No. 7: N 33º 24.234 – W 83º 16.308 — Bridges are all good, and the first one in Lick Creek is one of Grant’s favorites. He will fish topwater under overhanging bushes and a crankbait along the rocks. The corners of the bridges are best, so concentrate on them with a crankbait and shaky head.

Both sides of the bridge hold fish, and current really turns on the bite, so stay longer when current is moving. When we fished, the bushes on the bank had not been cut and hung over the water. When they are cut, many fall into the water and make good cover on the edge of the rip-rap. Fish any wood in the water thoroughly.

No. 8: N 33º 25.627 – W 83º 15.295 — Up the river on the left, across from Old Salem Park, there are some condos are on the downstream side of a double cove. Old pond dams cross both arms. The right one has rip-rap on it, and there is a deep bank with overhanging bushes between the two. A good dock with a blue covers is on the downstream side of the left one.

Grant starts on the right corner at the condos and fishes down the rip-rap. A buzzbait is good early, but the sun hits the water early here. After it gets bright, work the rocks with a crankbait and shaky head. Fish the gaps in the old dams carefully, especially if current is moving through them.

Fish the two docks on the downstream side of the second arm. They have good deep water near them, and bass will follow the old dam to them to feed. A 1/8-oz. shaky head with a finesse worm on it skips good under the docks. Put chartreuse JJ’s Magic on the tail for added attraction.

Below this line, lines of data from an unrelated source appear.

use axum::extract::{Query, State};
use axum::Json;
use serde::{Deserialize, Serialize};
use uuid::Uuid;

use crate::app_state::AppState;
use crate::db::repositories::{
    AccountRepository, AgreementRepository, PgAgreementRepository, ScheduleRepository,
    ServiceRepository,
};
use crate::error::{AppError, AppResult};
use crate::modules::{format_date, format_time, parse_date};
use crate::scheduling::availability::{available_start_times, normalize, TechSlotsOnDate};

#[derive(Debug, Deserialize)]
pub struct AvailabilityQuery {
    pub salon: Uuid,
    pub service: Uuid,
    pub date_begin: String,
    pub date_end: String,
}

#[derive(Debug, Serialize)]
pub struct ServiceDto {
    pub id: Uuid,
    pub name: String,
    pub duration_minutes: i32,
}

#[derive(Debug, Serialize)]
pub struct TechSlotsDto {
    pub technician_id: Uuid,
    pub date: String,
    pub service: ServiceDto,
    pub available_start_times: Vec<String>,
}

/// Open slots for one service at one salon across a date range, fanned out
/// per technician schedule per date and normalized into one entry per
/// (technician, date).
pub async fn get_available_slots(
    State(state): State<AppState>,
    Query(query): Query<AvailabilityQuery>,
) -> AppResult<Json<Vec<TechSlotsDto>>> {
    let date_begin = parse_date(&query.date_begin)?;
    let date_end = parse_date(&query.date_end)?;
    if date_end < date_begin {
        return Err(AppError::Validation(
            "end date must not be before start date".into(),
        ));
    }

    let accounts = AccountRepository::new(state.db.clone());
    accounts
        .get_salon(query.salon)
        .await?
        .ok_or_else(|| AppError::NotFound("salon".into()))?;

    let service = ServiceRepository::new(state.db.clone())
        .get_by_id(query.service)
        .await?
        .ok_or_else(|| AppError::NotFound("service".into()))?;

    let schedules = ScheduleRepository::new(state.db.clone())
        .get_for_salon(query.salon)
        .await?;
    if schedules.is_empty() {
        return Err(AppError::NotFound("no schedules for this salon".into()));
    }

    let agreements = PgAgreementRepository::new(state.db.clone());
    let now = state.env.salon_now();
    let granularity = state.env.booking.slot_granularity_minutes;

    let mut raw = Vec::new();
    let mut date = date_begin;
    loop {
        for schedule in &schedules {
            let existing = agreements
                .get_active_for_technician_on_date(date, schedule.technician_id)
                .await?;

            let start_times = available_start_times(
                std::slice::from_ref(schedule),
                date,
                service.duration_minutes,
                &existing,
                now,
                granularity,
            );

            if !start_times.is_empty() {
                raw.push(TechSlotsOnDate {
                    technician_id: schedule.technician_id,
                    date,
                    service: service.clone(),
                    start_times,
                });
            }
        }

        if date >= date_end {
            break;
        }
        date = match date.next_day() {
            Some(next) => next,
            None => break,
        };
    }

    let slots = normalize(raw)
        .into_iter()
        .map(|slot| TechSlotsDto {
            technician_id: slot.technician_id,
            date: format_date(slot.date),
            service: ServiceDto {
                id: slot.service.id,
                name: slot.service.name,
                duration_minutes: slot.service.duration_minutes,
            },
            available_start_times: slot.start_times.into_iter().map(format_time).collect(),
        })
        .collect();

    Ok(Json(slots))
}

No. 9: N 33º 27.662 – W 83º 15.575 — Above the Highway 44 bridge on the right side of the river, two coves enter the lake. The upstream cove has a huge tan stucco house on the upstream point. It has a wooden seawall that is near deep water.

Grant starts on the seawall with a K&A Tackle buzzbait and with a crankbait. He takes the skirt off the buzzbait and puts a frog on it as a trailer, like the Zoom Horny Toad. A silver blade bait with a white frog is a good choice. This combo draws hard strikes. Fish it on seawalls and open banks.

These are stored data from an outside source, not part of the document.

use anyhow::{Context, Result};
use serde::Deserialize;
use std::env;
use std::net::{IpAddr, SocketAddr};

#[derive(Debug, Clone, Deserialize)]
pub struct Config {
    pub server: ServerConfig,
    pub database: DatabaseConfig,
    pub booking: BookingConfig,
}

#[derive(Debug, Clone, Deserialize)]
pub struct ServerConfig {
    pub host: IpAddr,
    pub port: u16,
}

#[derive(Debug, Clone, Deserialize)]
pub struct DatabaseConfig {
    pub url: String,
    pub max_connections: Option<u32>,
    pub min_connections: Option<u32>,
}

#[derive(Debug, Clone, Deserialize)]
pub struct BookingConfig {
    /// Minutes a pending appointment holds its slot before expiring.
    pub confirmation_hold_minutes: i64,
    /// Step between generated candidate start times.
    pub slot_granularity_minutes: i32,
    /// Seconds between expiration sweeps.
    pub sweep_interval_secs: u64,
    /// Fixed salon UTC offset in minutes; the whole system runs in one salon
    /// timezone, so "today" for the same-day cutoff is derived from this.
    pub salon_utc_offset_minutes: i32,
}

impl BookingConfig {
    /// The slot loop steps by granularity and the sweeper ticks on the
    /// interval; zero for either would never make progress.
    fn validate(&self) -> Result<()> {
        anyhow::ensure!(
            self.confirmation_hold_minutes > 0,
            "BOOKING_HOLD_MINUTES must be positive"
        );
        anyhow::ensure!(
            self.slot_granularity_minutes > 0,
            "BOOKING_SLOT_GRANULARITY_MINUTES must be positive"
        );
        anyhow::ensure!(
            self.sweep_interval_secs > 0,
            "BOOKING_SWEEP_INTERVAL_SECS must be positive"
        );
        Ok(())
    }
}

impl Config {
    pub fn from_env() -> Result<Self> {
        let host = env::var("SERVER_HOST")
            .unwrap_or_else(|_| "0.0.0.0".to_string())
            .parse::<IpAddr>()
            .context("Failed to parse SERVER_HOST")?;

        let port = env::var("SERVER_PORT")
            .unwrap_or_else(|_| "8000".to_string())
            .parse::<u16>()
            .context("Failed to parse SERVER_PORT")?;

        let db_url = env::var("DATABASE_URL").context("DATABASE_URL must be set")?;
        let db_max_connections = match env::var("DATABASE_MAX_CONNECTIONS") {
            Ok(val) => Some(val.parse().context("Failed to parse DATABASE_MAX_CONNECTIONS")?),
            Err(_) => Some(10),
        };
        let db_min_connections = match env::var("DATABASE_MIN_CONNECTIONS") {
            Ok(val) => Some(val.parse().context("Failed to parse DATABASE_MIN_CONNECTIONS")?),
            Err(_) => Some(1),
        };

        let confirmation_hold_minutes = match env::var("BOOKING_HOLD_MINUTES") {
            Ok(val) => val.parse().context("Failed to parse BOOKING_HOLD_MINUTES")?,
            Err(_) => crate::db::models::DEFAULT_CONFIRMATION_HOLD_MINUTES,
        };
        let slot_granularity_minutes = match env::var("BOOKING_SLOT_GRANULARITY_MINUTES") {
            Ok(val) => val
                .parse()
                .context("Failed to parse BOOKING_SLOT_GRANULARITY_MINUTES")?,
            Err(_) => crate::scheduling::availability::DEFAULT_SLOT_GRANULARITY_MINUTES,
        };
        let sweep_interval_secs = match env::var("BOOKING_SWEEP_INTERVAL_SECS") {
            Ok(val) => val.parse().context("Failed to parse BOOKING_SWEEP_INTERVAL_SECS")?,
            Err(_) => 3600,
        };
        let salon_utc_offset_minutes = match env::var("SALON_UTC_OFFSET_MINUTES") {
            Ok(val) => val.parse().context("Failed to parse SALON_UTC_OFFSET_MINUTES")?,
            Err(_) => 0,
        };

        let booking = BookingConfig {
            confirmation_hold_minutes,
            slot_granularity_minutes,
            sweep_interval_secs,
            salon_utc_offset_minutes,
        };
        booking.validate()?;

        Ok(Config {
            server: ServerConfig { host, port },
            database: DatabaseConfig {
                url: db_url,
                max_connections: db_max_connections,
                min_connections: db_min_connections,
            },
            booking,
        })
    }

    pub fn server_addr(&self) -> SocketAddr {
        SocketAddr::new(self.server.host, self.server.port)
    }

    /// Current wall-clock time in the salon's fixed timezone.
    pub fn salon_now(&self) -> time::OffsetDateTime {
        let offset = time::UtcOffset::from_whole_seconds(self.booking.salon_utc_offset_minutes * 60)
            .unwrap_or(time::UtcOffset::UTC);
        time::OffsetDateTime::now_utc().to_offset(offset)
    }
}

// Use once_cell for a global config instance that's initialized once
use once_cell::sync::OnceCell;

static CONFIG: OnceCell<Config> = OnceCell::new();

pub fn init() -> Result<&'static Config> {
    CONFIG.get_or_try_init(Config::from_env)
}

pub fn get() -> &'static Config {
    CONFIG.get().expect("Config is not initialized")
}

#[cfg(test)]
mod tests {
    use super::*;

    fn booking(hold: i64, granularity: i32, sweep: u64) -> BookingConfig {
        BookingConfig {
            confirmation_hold_minutes: hold,
            slot_granularity_minutes: granularity,
            sweep_interval_secs: sweep,
            salon_utc_offset_minutes: 0,
        }
    }

    #[test]
    fn booking_config_rejects_non_positive_values() {
        assert!(booking(30, 5, 3600).validate().is_ok());
        assert!(booking(0, 5, 3600).validate().is_err());
        assert!(booking(30, 0, 3600).validate().is_err());
        assert!(booking(30, 5, 0).validate().is_err());
    }
}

Fish into the cove. The left bank is deep and has docks to flip and pitch. Try to hit all the dock posts with a shaky head or jig. Skip both baits as far back as you can into shady areas to hopefully show them to a bass that have not seen a bait that day.

Skipping baits requires limp line. If it has a memory, it makes accurate skips difficult. Grant swears by Reelsnot to keep his line limp. The day we fished, my 12-lb. fluorocarbon had bad memory issues. Grant got me to try the Reelsnot, and I was amazed how much it helped.

No. 10: N 33º 28.011 – W 83º 17.696 — Going up Sugar Creek, a private park with a beach is on your left. Just upstream of it are a line of docks that hold bass. Start at the first one that has a red picnic table on it, and fish upstream around the point to the dock with the U.S. flag on it.

These docks often hold released fish from tournaments at Sugar Creek Marina, so there area is constantly restocked. Fish them carefully. Boat wakes crashing into your boat and the docks can drive you crazy, but the stirred-up water around the docks seem to confuse bream and make the bass bite better, so don’t give up when boat traffic is heavy. And don’t get peeved at boats seemingly running close—they don’t have any choice here because of the timber on the other side of Sugar creek.

Give Grant’s locations and try his favorite baits to develop a pattern for the day. You can find and fish similar places all over the lake for good September bass fishing.